トックリ蜂が、洗濯物を干すたこ足のちょうど物干し竿を挟むところに巣を作ったのが、今から1ヶ月以上前の6月20日です。 いつハチが出てくるんだろうと楽しみに、朝に夕に眺めておりましたが、いっこうに出てくる気配もなく・・・・・・・
しかし、
ついに巣がひび割れてきたのです。 いよいよ!
わたしは近くで写真を撮るために踏み台を持ってきました。 よっこらしょとその上に上がり、どこから撮ったら一番よく分かるだろうと見ていましたら、
突然、巣が壊れてしまいました。
え、え? わたしどこか触っただろうか? あせりました。中のハチは無事なのかしら?
よく見えませんのでとりあえず写真だけ撮っておきました。
うう~、なんだか不気味ですねえ。
裏側からも。 巣のかけらがまだ残っています。 細長い楕円形のもの、これがハチのさなぎだと思うのですが、シルエットしか見えません。
巣にひびが入ったのは、羽化したハチが出てくるためではなく、自然にそうなったのだと思います。 巣は割れてしまったけど、さなぎは羽化するだろうか、様子を見ることにしました。 それが7月12日のことです。
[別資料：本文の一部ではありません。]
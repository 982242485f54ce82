//! Multifactor trusted-device registry.
//!
//! Records never expire on their own; they disappear only when deleted.

use std::collections::{HashMap, HashSet};
use std::io::{Read, Write};
use std::sync::Arc;

use flate2::Compression;
use flate2::read::GzDecoder;
use flate2::write::GzEncoder;
use parking_lot::RwLock;
use serde::Deserialize;
use sha2::{Digest, Sha256};
use sso_engine_sdk::TrustedDeviceRecord;
use time::format_description::BorrowedFormatItem;
use time::macros::format_description;
use time::{OffsetDateTime, UtcOffset};
use tracing::info;

use crate::domain::clock::Clock;
use crate::domain::error::DomainError;

const GZIP_MAGIC: [u8; 2] = [0x1f, 0x8b];

/// Device fingerprint: SHA-256 over the device cookie and the user agent.
#[must_use]
pub fn fingerprint(device_id: &str, user_agent: &str) -> String {
    let mut hasher = Sha256::new();
    hasher.update(device_id.as_bytes());
    hasher.update(b"|");
    hasher.update(user_agent.as_bytes());
    hex::encode(hasher.finalize())
}

const NAME_TIMESTAMP: &[BorrowedFormatItem<'static>] =
    format_description!("[year]-[month]-[day] [hour]:[minute]");

/// `"<Browser> on <OS> <YYYY-MM-DD HH:MM> UTC #<6 hex>"`, where the hex
/// suffix is taken from the SHA-256 of the fingerprint.
pub fn auto_name(
    user_agent: Option<&str>,
    fingerprint: &str,
    at: OffsetDateTime,
) -> Result<String, DomainError> {
    let ua = user_agent.unwrap_or_default();
    let stamp = at
        .to_offset(UtcOffset::UTC)
        .format(NAME_TIMESTAMP)
        .map_err(|e| DomainError::internal(format!("format device name: {e}")))?;
    let digest = hex::encode(Sha256::digest(fingerprint.as_bytes()));
    Ok(format!(
        "{} on {} {stamp} UTC #{}",
        browser_of(ua),
        os_of(ua),
        &digest[..6]
    ))
}

fn browser_of(ua: &str) -> &'static str {
    if ua.contains("Edg/") {
        "Edge"
    } else if ua.contains("OPR/") || ua.contains("Opera") {
        "Opera"
    } else if ua.contains("Firefox/") {
        "Firefox"
    } else if ua.contains("Chrome/") || ua.contains("HeadlessChrome") {
        "Chrome"
    } else if ua.contains("Safari/") {
        "Safari"
    } else {
        "Unknown browser"
    }
}

fn os_of(ua: &str) -> &'static str {
    if ua.contains("Windows") {
        "Windows"
    } else if ua.contains("iPhone") || ua.contains("iPad") {
        "iOS"
    } else if ua.contains("Mac OS X") || ua.contains("Macintosh") {
        "macOS"
    } else if ua.contains("Android") {
        "Android"
    } else if ua.contains("Linux") {
        "Linux"
    } else {
        "Unknown OS"
    }
}

/// Import shape: the exported record, with `recordDate` optional.
#[derive(Debug, Deserialize)]
#[serde(rename_all = "camelCase")]
struct ImportedRecord {
    id: u64,
    name: String,
    principal: String,
    fingerprint: String,
    #[serde(default, with = "time::serde::rfc3339::option")]
    record_date: Option<OffsetDateTime>,
}

pub struct TrustRegistry {
    records: RwLock<HashMap<u64, TrustedDeviceRecord>>,
    clock: Arc<dyn Clock>,
}

impl TrustRegistry {
    pub fn new(clock: Arc<dyn Clock>) -> Self {
        Self {
            records: RwLock::new(HashMap::new()),
            clock,
        }
    }

    /// Trust a device for a principal. Recording an already trusted
    /// device returns the existing record.
    ///
    /// Fails when the id space above the highest stored id is exhausted.
    #[tracing::instrument(skip_all, fields(principal = %principal))]
    pub fn record_trusted_device(
        &self,
        principal: &str,
        fingerprint: &str,
        requested_name: Option<&str>,
        user_agent: Option<&str>,
    ) -> Result<TrustedDeviceRecord, DomainError> {
        let now = self.clock.now();
        let mut records = self.records.write();

        if let Some(existing) = records
            .values()
            .find(|r| r.principal == principal && r.fingerprint == fingerprint)
        {
            return Ok(existing.clone());
        }

        let name = match requested_name.map(str::trim).filter(|n| !n.is_empty()) {
            Some(name) => name.to_owned(),
            None => auto_name(user_agent, fingerprint, now)?,
        };
        let id = match records.keys().max() {
            None => 1,
            Some(max) => max
                .checked_add(1)
                .ok_or_else(|| DomainError::internal("trusted device ids exhausted"))?,
        };
        let record = TrustedDeviceRecord {
            id,
            name,
            principal: principal.to_owned(),
            fingerprint: fingerprint.to_owned(),
            record_date: now,
        };
        records.insert(id, record.clone());
        info!(id, name = %record.name, "Recorded trusted device");
        Ok(record)
    }

    #[must_use]
    pub fn is_trusted(&self, principal: &str, fingerprint: &str) -> bool {
        self.records
            .read()
            .values()
            .any(|r| r.principal == principal && r.fingerprint == fingerprint)
    }

    /// Records of one principal, oldest first.
    #[must_use]
    pub fn list_by_principal(&self, principal: &str) -> Vec<TrustedDeviceRecord> {
        let mut list: Vec<_> = self
            .records
            .read()
            .values()
            .filter(|r| r.principal == principal)
            .cloned()
            .collect();
        sort(&mut list);
        list
    }

    #[must_use]
    pub fn list_all(&self) -> Vec<TrustedDeviceRecord> {
        let mut list: Vec<_> = self.records.read().values().cloned().collect();
        sort(&mut list);
        list
    }

    pub fn delete(&self, id: u64) -> Option<TrustedDeviceRecord> {
        let removed = self.records.write().remove(&id);
        if removed.is_some() {
            info!(id, "Deleted trusted device");
        }
        removed
    }

    /// Gzip-compressed JSON array of all records.
    pub fn export_all(&self) -> Result<Vec<u8>, DomainError> {
        let json = serde_json::to_vec(&self.list_all())
            .map_err(|e| DomainError::internal(format!("serialize trusted devices: {e}")))?;
        let mut encoder = GzEncoder::new(Vec::new(), Compression::default());
        encoder
            .write_all(&json)
            .map_err(|e| DomainError::internal(format!("compress trusted devices: {e}")))?;
        encoder
            .finish()
            .map_err(|e| DomainError::internal(format!("compress trusted devices: {e}")))
    }

    /// Import a JSON record or array, plain or gzip-compressed.
    ///
    /// The whole batch is validated before anything is stored; on any
    /// error the registry is left unchanged.
    #[tracing::instrument(skip_all, fields(bytes = payload.len()))]
    pub fn import_all(&self, payload: &[u8]) -> Result<Vec<TrustedDeviceRecord>, DomainError> {
        let batch = parse_import(payload)?;
        let now = self.clock.now();

        let mut seen = HashSet::new();
        let mut imported = Vec::with_capacity(batch.len());
        for rec in batch {
            if rec.name.trim().is_empty()
                || rec.principal.trim().is_empty()
                || rec.fingerprint.trim().is_empty()
            {
                return Err(DomainError::validation(format!(
                    "record {} has an empty name, principal or fingerprint",
                    rec.id
                )));
            }
            if !seen.insert(rec.id) {
                return Err(DomainError::validation(format!(
                    "duplicate record id {} in import",
                    rec.id
                )));
            }
            imported.push(TrustedDeviceRecord {
                id: rec.id,
                name: rec.name,
                principal: rec.principal,
                fingerprint: rec.fingerprint,
                record_date: rec.record_date.unwrap_or(now),
            });
        }

        let mut records = self.records.write();
        if let Some(clash) = imported.iter().find(|r| records.contains_key(&r.id)) {
            return Err(DomainError::validation(format!(
                "record id {} already exists",
                clash.id
            )));
        }
        for rec in &imported {
            records.insert(rec.id, rec.clone());
        }
        drop(records);

        info!(count = imported.len(), "Imported trusted devices");
        Ok(imported)
    }
}

fn sort(list: &mut [TrustedDeviceRecord]) {
    list.sort_by(|a, b| a.record_date.cmp(&b.record_date).then(a.id.cmp(&b.id)));
}

fn parse_import(payload: &[u8]) -> Result<Vec<ImportedRecord>, DomainError> {
    let decompressed;
    let json = if payload.starts_with(&GZIP_MAGIC) {
        let mut buf = Vec::new();
        GzDecoder::new(payload)
            .read_to_end(&mut buf)
            .map_err(|e| DomainError::validation(format!("invalid gzip payload: {e}")))?;
        decompressed = buf;
        decompressed.as_slice()
    } else {
        payload
    };

    let value: serde_json::Value = serde_json::from_slice(json)
        .map_err(|e| DomainError::validation(format!("invalid JSON payload: {e}")))?;
    let records: Vec<ImportedRecord> = match value {
        serde_json::Value::Array(_) => serde_json::from_value(value),
        serde_json::Value::Object(_) => serde_json::from_value(value).map(|r| vec![r]),
        _ => {
            return Err(DomainError::validation(
                "expected a trusted device record or an array of records",
            ));
        }
    }
    .map_err(|e| DomainError::validation(format!("malformed trusted device record: {e}")))?;

    if records.is_empty() {
        return Err(DomainError::validation("import payload contains no records"));
    }
    Ok(records)
}
impl OidcClient {
    fn from_config(cfg: &OidcClientConfig) -> Result<Self, DomainError> {
        if cfg.client_id.trim().is_empty() {
            return Err(DomainError::validation("oidc client_id must not be empty"));
        }
        if cfg.redirect_uris.is_empty() {
            return Err(DomainError::validation(format!(
                "oidc client '{}' has no redirect_uris",
                cfg.client_id
            )));
        }
        let reserved = cfg
            .claims
            .keys()
            .find(|name| RESERVED_CLAIMS.contains(&name.as_str()));
        if let Some(reserved) = reserved {
            return Err(DomainError::validation(format!(
                "oidc client '{}' redefines reserved claim '{reserved}'",
                cfg.client_id
            )));
        }
        Ok(Self {
            client_id: cfg.client_id.clone(),
            client_secret: cfg.client_secret.clone(),
            name: cfg.name.clone().unwrap_or_else(|| cfg.client_id.clone()),
            redirect_uris: cfg.redirect_uris.clone(),
            require_consent: cfg.require_consent,
            claims: cfg.claims.clone(),
        })
    }

    fn secret_matches(&self, secret: &str) -> bool {
        self.client_secret.expose_secret() == secret
    }

    fn allows_redirect(&self, redirect_uri: &str) -> bool {
        self.redirect_uris.iter().any(|uri| uri == redirect_uri)
    }
}

/// Parameters of `/oidc/authorize`.
#[derive(Debug, Clone, Default, Deserialize)]
pub struct AuthorizationRequest {
    #[serde(default)]
    pub response_type: String,
    #[serde(default)]
    pub client_id: String,
    #[serde(default)]
    pub redirect_uri: String,
    #[serde(default)]
    pub scope: String,
    pub state: Option<String>,
    pub nonce: Option<String>,
}

impl AuthorizationRequest {
    #[must_use]
    pub fn scopes(&self) -> Vec<String> {
        split_scopes(&self.scope)
    }
}

/// Parameters of `/oidc/token`, after client credentials were extracted.
#[derive(Debug, Clone, Default)]
pub struct TokenRequest {
    pub grant_type: String,
    pub code: String,
    pub redirect_uri: String,
    pub client_id: String,
    pub client_secret: String,
}

#[derive(Debug, Clone, PartialEq, Eq, Serialize, Deserialize)]
pub struct TokenResponse {
    pub access_token: String,
    pub token_type: String,
    pub expires_in: i64,
    pub id_token: String,
    pub scope: String,
}

pub struct OidcIssuer {
    registry: Arc<TicketRegistry>,
    clients: HashMap<String, OidcClient>,
    issuer: String,
    signing_key: EncodingKey,
    id_token_ttl: Duration,
    consents: DashSet<(String, String)>,
}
それから待つこと2週間、あの大雨で、残っていた巣のかけらも落ちてしまいました。 でも、楕円形のものはそのままです。 もうあきらめたほうがよさそうです。
思うに、あの楕円形のものは、それがある場所から考えて、さなぎではなくて卵だったのではないでしょうか。トックリバチは巣の上部にたった1個だけ卵を産むそうなのです。 そして孵化したハチの幼虫は、仮死状態にある青虫を食べて成長するそうなのです。
あの気持ち悪いものは青虫のミイラにちがいありません。 あれがさなぎなら青虫は食べ尽くされてしまったはず。つまり、このハチは、幼虫になることもなく死んでしまったということです。
一生懸命巣を作り、青虫を狩って卵を産んだ親バチの行為が無駄になっただけでなく、食べられることもなくただ死んでいった青虫や、一度も日の目を見ることなく死んでいったたまごや、何もかもが一体何のためだったのでしょうね。 なんだかむなしい結末でした。